Assigned task:
Counting only the lines below that contain the word "temperature", what is the total? Give it with no other words.
───── Entries provided
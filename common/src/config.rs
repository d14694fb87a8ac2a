//! Application configuration.
//!
//! Configuration is read once at startup from the process environment (after
//! loading an optional `.env` file) and then passed around explicitly.

use std::fmt;
use std::str::FromStr;

use axum::http::HeaderValue;

use crate::errors::{AppError, AppResult};
use crate::utils::statement::StatementPolicy;

/// Model used when `GROQ_MODEL` is not set.
pub const DEFAULT_LLM_MODEL: &str = "llama-3.3-70b-versatile";
/// Groq's OpenAI-compatible API root.
pub const DEFAULT_LLM_BASE_URL: &str = "https://api.groq.com/openai/v1";
pub const DEFAULT_PG_PORT: u16 = 5432;

/// Top-level service configuration.
#[derive(Debug, Clone)]
pub struct AppConfig {
    /// Name reported in logs and response metadata.
    pub service_name: String,
    /// Listen host.
    pub host: String,
    /// Listen port.
    pub port: u16,
    /// Remote model settings.
    pub llm: LlmSettings,
    /// Target database settings.
    pub database: DatabaseSettings,
    /// Statement kinds the executor may run for generated SQL.
    pub statement_policy: StatementPolicy,
    /// Statement kinds accepted by the raw `/api/execute` route.
    pub execute_policy: StatementPolicy,
    /// Browser origins allowed to call the API cross-origin. Empty means
    /// same-origin only.
    pub cors_allowed_origins: Vec<HeaderValue>,
}

/// Settings for the remote chat-completion model.
#[derive(Clone)]
pub struct LlmSettings {
    pub api_key: Option<String>,
    pub model: String,
    pub base_url: String,
    pub timeout_secs: u64,
    pub temperature: f32,
}

/// Connection parameters for the target PostgreSQL database.
#[derive(Clone)]
pub struct DatabaseSettings {
    pub host: String,
    pub port: u16,
    pub database: Option<String>,
    pub user: Option<String>,
    pub password: Option<String>,
    pub connect_timeout_secs: u64,
}

impl fmt::Debug for LlmSettings {
    fn fmt(&self, f: &mut fmt::Formatter<'_>) -> fmt::Result {
        f.debug_struct("LlmSettings")
            .field("api_key", &self.api_key.as_ref().map(|_| "***"))
            .field("model", &self.model)
            .field("base_url", &self.base_url)
            .field("timeout_secs", &self.timeout_secs)
            .field("temperature", &self.temperature)
            .finish()
    }
}

impl fmt::Debug for DatabaseSettings {
    fn fmt(&self, f: &mut fmt::Formatter<'_>) -> fmt::Result {
        f.debug_struct("DatabaseSettings")
            .field("host", &self.host)
            .field("port", &self.port)
            .field("database", &self.database)
            .field("user", &self.user)
            .field("password", &self.password.as_ref().map(|_| "***"))
            .field("connect_timeout_secs", &self.connect_timeout_secs)
            .finish()
    }
}

impl Default for LlmSettings {
    fn default() -> Self {
        Self {
            api_key: None,
            model: DEFAULT_LLM_MODEL.to_string(),
            base_url: DEFAULT_LLM_BASE_URL.to_string(),
            timeout_secs: 30,
            temperature: 0.7,
        }
    }
}

impl Default for DatabaseSettings {
    fn default() -> Self {
        Self {
            host: "localhost".to_string(),
            port: DEFAULT_PG_PORT,
            database: None,
            user: None,
            password: None,
            connect_timeout_secs: 10,
        }
    }
}

impl AppConfig {
    /// Loads configuration for the named service from `.env` and the
    /// process environment. Variables already present in the environment
    /// take precedence over the `.env` file.
    pub fn load_with_service(service_name: &str) -> AppResult<Self> {
        match dotenvy::dotenv() {
            Ok(path) => tracing::debug!(path = %path.display(), "loaded .env"),
            Err(e) if e.not_found() => {}
            Err(e) => return Err(AppError::Configuration(format!("invalid .env file: {}", e))),
        }
        Self::from_lookup(service_name, |key| std::env::var(key).ok())
    }

    /// Builds configuration from an arbitrary key lookup. Empty values are
    /// treated as unset.
    pub fn from_lookup<F>(service_name: &str, lookup: F) -> AppResult<Self>
    where
        F: Fn(&str) -> Option<String>,
    {
        let get = |key: &str| lookup(key).filter(|v| !v.trim().is_empty());

        let llm_defaults = LlmSettings::default();
        let llm = LlmSettings {
            api_key: get("GROQ_API_KEY"),
            model: get("GROQ_MODEL").unwrap_or(llm_defaults.model),
            base_url: get("GROQ_BASE_URL")
                .map(|url| url.trim_end_matches('/').to_string())
                .unwrap_or(llm_defaults.base_url),
            timeout_secs: parse_or(&get, "LLM_TIMEOUT_SECS", llm_defaults.timeout_secs)?,
            temperature: parse_or(&get, "LLM_TEMPERATURE", llm_defaults.temperature)?,
        };

        let db_defaults = DatabaseSettings::default();
        let database = DatabaseSettings {
            host: get("PG_HOST").unwrap_or(db_defaults.host),
            port: parse_or(&get, "PG_PORT", db_defaults.port)?,
            database: get("PG_DATABASE"),
            user: get("PG_USER"),
            password: get("PG_PASSWORD"),
            connect_timeout_secs: parse_or(
                &get,
                "DB_CONNECT_TIMEOUT_SECS",
                db_defaults.connect_timeout_secs,
            )?,
        };

        let statement_policy = match get("SQL_ALLOWED_STATEMENTS") {
            Some(list) => StatementPolicy::from_str(&list)?,
            None => StatementPolicy::allow_all(),
        };
        let execute_policy = match get("SQL_EXECUTE_ALLOWED_STATEMENTS") {
            Some(list) => StatementPolicy::from_str(&list)?,
            None => StatementPolicy::read_only(),
        };
        let cors_allowed_origins = get("CORS_ALLOWED_ORIGINS")
            .map(|list| parse_origins(&list))
            .transpose()?
            .unwrap_or_default();

        Ok(Self {
            service_name: service_name.to_string(),
            host: get("SERVER_HOST").unwrap_or_else(|| "0.0.0.0".to_string()),
            port: parse_or(&get, "SERVER_PORT", 8501)?,
            llm,
            database,
            statement_policy,
            execute_policy,
            cors_allowed_origins,
        })
    }
}

fn parse_origins(list: &str) -> AppResult<Vec<HeaderValue>> {
    list.split(',')
        .map(str::trim)
        .filter(|origin| !origin.is_empty())
        .map(|origin| {
            HeaderValue::from_str(origin).map_err(|e| {
                AppError::Configuration(format!("CORS_ALLOWED_ORIGINS has invalid origin '{}': {}", origin, e))
            })
        })
        .collect()
}

fn parse_or<T, G>(get: &G, key: &str, default: T) -> AppResult<T>
where
    T: FromStr,
    T::Err: fmt::Display,
    G: Fn(&str) -> Option<String>,
{
    match get(key) {
        Some(raw) => raw
            .trim()
            .parse()
            .map_err(|e| AppError::Configuration(format!("{} has invalid value '{}': {}", key, raw, e))),
        None => Ok(default),
    }
}

#[cfg(test)]
mod tests {
    use super::*;
    use crate::utils::statement::StatementKind;
    use std::collections::HashMap;

    fn config_from(pairs: &[(&str, &str)]) -> AppResult<AppConfig> {
        let map: HashMap<String, String> = pairs
            .iter()
            .map(|(k, v)| (k.to_string(), v.to_string()))
            .collect();
        AppConfig::from_lookup("text2sql-service", |key| map.get(key).cloned())
    }

    #[test]
    fn test_defaults() {
        let config = config_from(&[]).unwrap();
        assert_eq!(config.database.port, 5432);
        assert_eq!(config.database.host, "localhost");
        assert_eq!(config.llm.model, DEFAULT_LLM_MODEL);
        assert_eq!(config.llm.base_url, DEFAULT_LLM_BASE_URL);
        assert!(config.llm.api_key.is_none());
        assert_eq!(config.port, 8501);
        assert!(config.statement_policy.allows(StatementKind::Update));
        assert!(!config.execute_policy.permits_writes());
        assert!(config.cors_allowed_origins.is_empty());
    }

    #[test]
    fn test_execute_policy_and_origins_from_env() {
        let config = config_from(&[
            ("SQL_EXECUTE_ALLOWED_STATEMENTS", "select,insert"),
            ("CORS_ALLOWED_ORIGINS", "http://localhost:3000, https://school.example"),
        ])
        .unwrap();
        assert!(config.execute_policy.allows(StatementKind::Insert));
        assert!(!config.execute_policy.allows(StatementKind::Ddl));
        assert_eq!(
            config.cors_allowed_origins,
            vec![
                HeaderValue::from_static("http://localhost:3000"),
                HeaderValue::from_static("https://school.example"),
            ]
        );
    }

    #[test]
    fn test_invalid_origin_is_rejected() {
        let err = config_from(&[("CORS_ALLOWED_ORIGINS", "http://bad\norigin")]).unwrap_err();
        assert!(matches!(err, AppError::Configuration(msg) if msg.contains("CORS_ALLOWED_ORIGINS")));
    }

    #[test]
    fn test_reads_database_settings() {
        let config = config_from(&[
            ("PG_HOST", "db.internal"),
            ("PG_PORT", "6543"),
            ("PG_DATABASE", "school"),
            ("PG_USER", "registrar"),
            ("PG_PASSWORD", "secret"),
        ])
        .unwrap();
        assert_eq!(config.database.host, "db.internal");
        assert_eq!(config.database.port, 6543);
        assert_eq!(config.database.database.as_deref(), Some("school"));
        assert_eq!(config.database.user.as_deref(), Some("registrar"));
        assert_eq!(config.database.password.as_deref(), Some("secret"));
    }

    #[test]
    fn test_empty_value_is_unset() {
        let config = config_from(&[("PG_PORT", ""), ("GROQ_API_KEY", "  ")]).unwrap();
        assert_eq!(config.database.port, 5432);
        assert!(config.llm.api_key.is_none());
    }

    #[test]
    fn test_invalid_port_is_rejected() {
        let err = config_from(&[("PG_PORT", "five")]).unwrap_err();
        assert!(matches!(err, AppError::Configuration(msg) if msg.contains("PG_PORT")));
    }

    #[test]
    fn test_base_url_trailing_slash_trimmed() {
        let config = config_from(&[("GROQ_BASE_URL", "http://127.0.0.1:9000/v1/")]).unwrap();
        assert_eq!(config.llm.base_url, "http://127.0.0.1:9000/v1");
    }

    #[test]
    fn test_statement_policy_from_env() {
        let config = config_from(&[("SQL_ALLOWED_STATEMENTS", "select")]).unwrap();
        assert!(config.statement_policy.allows(StatementKind::Select));
        assert!(!config.statement_policy.allows(StatementKind::Delete));
    }

    #[test]
    fn test_debug_redacts_secrets() {
        let config = config_from(&[("GROQ_API_KEY", "gsk_live"), ("PG_PASSWORD", "hunter2")]).unwrap();
        let rendered = format!("{:?}", config);
        assert!(!rendered.contains("gsk_live"));
        assert!(!rendered.contains("hunter2"));
    }
}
──────────
Solution to this exercise:
4